Guillermo Vázquez Consuegra 


At an uncertain moment of history, the transition from the sixties to the seventies, Spain witnessed an awakening of its peripheral areas. For architecture it was a time to test diverse approaches, which ranged from Italian contextualism to British brutalism, from the world of Christopher Alexander to the city of Aldo Rossi. Previously any reference to Spanish architecture had pointed towards Madrid or Barcelona. Now Galicia, Andalusia and the Basque Country were also news.

The creation of architectural schools during the period helped to energize the intellectual climate in these regions. The first generations to graduate there became teachers, and as practitioners they found themselves in the most appropriate places in which to apply the tenets of the Tendenza, a movement then in full irruption. A product of that period is the Martínez-Gijón house, an early commission of Vázquez Consuegra, then still akin to the forms of the Five. But the work being produced in the Sevillian school around the typological and morphological roots of the regions architecture soon came to form part of the architect's repertory.

The Rolando House, as a residence and workplace, lent itself to analogies with Sevillian plantations. Like them, it organized its constructions around an open central space, the patio. Two structures forming an L (the house and studio, respectively) plus a third arm that eventually was not built (a pool and pergola postmodemly disarranged as they approached the fields) define the 'cloister', which is open to the olive tree grove. The prismatic volume that the complex presents to the landscape is achieved through complementary constructions that acquire a special value.
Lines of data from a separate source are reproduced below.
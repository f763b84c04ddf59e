use anchor_lang::prelude::*;

use crate::{
    error::RegistryError,
    events::UpkeepRegistered,
    state::{
        RegisteredUpkeep, RegistryState, Upkeep, MAX_CHECK_DATA_SIZE, MAX_NAME_LENGTH,
        MAX_OFFCHAIN_CONFIG_SIZE,
    },
};

#[derive(AnchorSerialize, AnchorDeserialize, Clone, Debug)]
pub struct RegisterUpkeepArgs {
    pub name: String,
    pub target: Pubkey,
    pub gas_limit: u32,
    pub admin: Pubkey,
    pub check_data: Vec<u8>,
    pub offchain_config: Vec<u8>,
    /// Amount already moved into the registry vault for this upkeep
    pub funding: u64,
}

impl RegisterUpkeepArgs {
    pub fn validate(&self, state: &RegistryState) -> Result<()> {
        state.check_gas_limit(self.gas_limit)?;
        require!(
            self.name.len() <= MAX_NAME_LENGTH,
            RegistryError::NameTooLong
        );
        require!(
            self.check_data.len() <= MAX_CHECK_DATA_SIZE,
            RegistryError::CheckDataTooLarge
        );
        require!(
            self.offchain_config.len() <= MAX_OFFCHAIN_CONFIG_SIZE,
            RegistryError::OffchainConfigTooLarge
        );
        Ok(())
    }
}

pub fn register_upkeep(
    ctx: Context<RegisterUpkeep>,
    args: RegisterUpkeepArgs,
) -> Result<RegisteredUpkeep> {
    args.validate(&ctx.accounts.registry_state)?;

    let upkeep_id = ctx.accounts.registry_state.allocate_upkeep_id()?;
    let forwarder = Upkeep::forwarder_address(upkeep_id);

    ctx.accounts.upkeep.set_inner(Upkeep {
        id: upkeep_id,
        target: args.target,
        admin: args.admin,
        forwarder,
        gas_limit: args.gas_limit,
        balance: args.funding,
        name: args.name,
        check_data: args.check_data,
        offchain_config: args.offchain_config,
        bump: ctx.bumps.upkeep,
    });

    emit!(UpkeepRegistered {
        upkeep_id,
        forwarder,
        admin: args.admin,
        gas_limit: args.gas_limit,
        balance: args.funding,
        timestamp: Clock::get()?.unix_timestamp,
    });

    Ok(RegisteredUpkeep {
        upkeep_id,
        forwarder,
    })
}

#[derive(Accounts)]
pub struct RegisterUpkeep<'info> {
    #[account(
        constraint = registrar.key() == registry_state.registrar @ RegistryError::OnlyRegistrar
    )]
    pub registrar: Signer<'info>,

    #[account(mut)]
    pub payer: Signer<'info>,

    #[account(
        mut,
        seeds = [RegistryState::PREFIX_SEED],
        bump = registry_state.bump,
    )]
    pub registry_state: Box<Account<'info, RegistryState>>,

    #[account(
        init,
        payer = payer,
        space = 8 + Upkeep::INIT_SPACE,
        seeds = [Upkeep::PREFIX_SEED, registry_state.next_upkeep_id.to_le_bytes().as_ref()],
        bump,
    )]
    pub upkeep: Box<Account<'info, Upkeep>>,

    pub system_program: Program<'info, System>,
}

#[cfg(test)]
mod tests {
    use super::*;

    fn registry_state() -> RegistryState {
        RegistryState {
            authority: Pubkey::new_unique(),
            registrar: Pubkey::new_unique(),
            funding_mint: Pubkey::new_unique(),
            num_upkeeps: 0,
            next_upkeep_id: 1,
            min_gas_limit: 2_300,
            max_gas_limit: 5_000_000,
            bump: 254,
        }
    }

    fn args() -> RegisterUpkeepArgs {
        RegisterUpkeepArgs {
            name: "SampleUpkeep".to_string(),
            target: Pubkey::new_unique(),
            gas_limit: 100_000,
            admin: Pubkey::new_unique(),
            check_data: vec![0x00],
            offchain_config: vec![0x01, 0x23, 0x45, 0x67],
            funding: 5_000_000_000,
        }
    }

    #[test]
    fn accepts_well_formed_args() {
        assert!(args().validate(&registry_state()).is_ok());
    }

    #[test]
    fn rejects_gas_limit_below_minimum() {
        let mut args = args();
        args.gas_limit = 10;
        assert_eq!(
            args.validate(&registry_state()).unwrap_err(),
            RegistryError::GasLimitOutOfBounds.into()
        );
    }

    #[test]
    fn rejects_oversized_fields() {
        let state = registry_state();

        let mut long_name = args();
        long_name.name = "n".repeat(MAX_NAME_LENGTH + 1);
        assert_eq!(
            long_name.validate(&state).unwrap_err(),
            RegistryError::NameTooLong.into()
        );

        let mut big_check_data = args();
        big_check_data.check_data = vec![7; MAX_CHECK_DATA_SIZE + 1];
        assert_eq!(
            big_check_data.validate(&state).unwrap_err(),
            RegistryError::CheckDataTooLarge.into()
        );

        let mut big_offchain_config = args();
        big_offchain_config.offchain_config = vec![7; MAX_OFFCHAIN_CONFIG_SIZE + 1];
        assert_eq!(
            big_offchain_config.validate(&state).unwrap_err(),
            RegistryError::OffchainConfigTooLarge.into()
        );
    }
}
These elements bear the greater graphic and poetic load of the project, giving more importance to the power of their image than to their function. So much that there seem to be two superposed programs: first, the house and studio, and second, the scenario that encloses it, a metaphorical route through the ruins of a farm. It is perhaps in this way that we can justify the free-standing wall, perforated with balconies, at the far end of the studio, or the location of the entrance outside the theatrical atrium covered with bougainvillaea, or the fact that the main routes are the more private ones leading to the roof and upstairs corridor...[+]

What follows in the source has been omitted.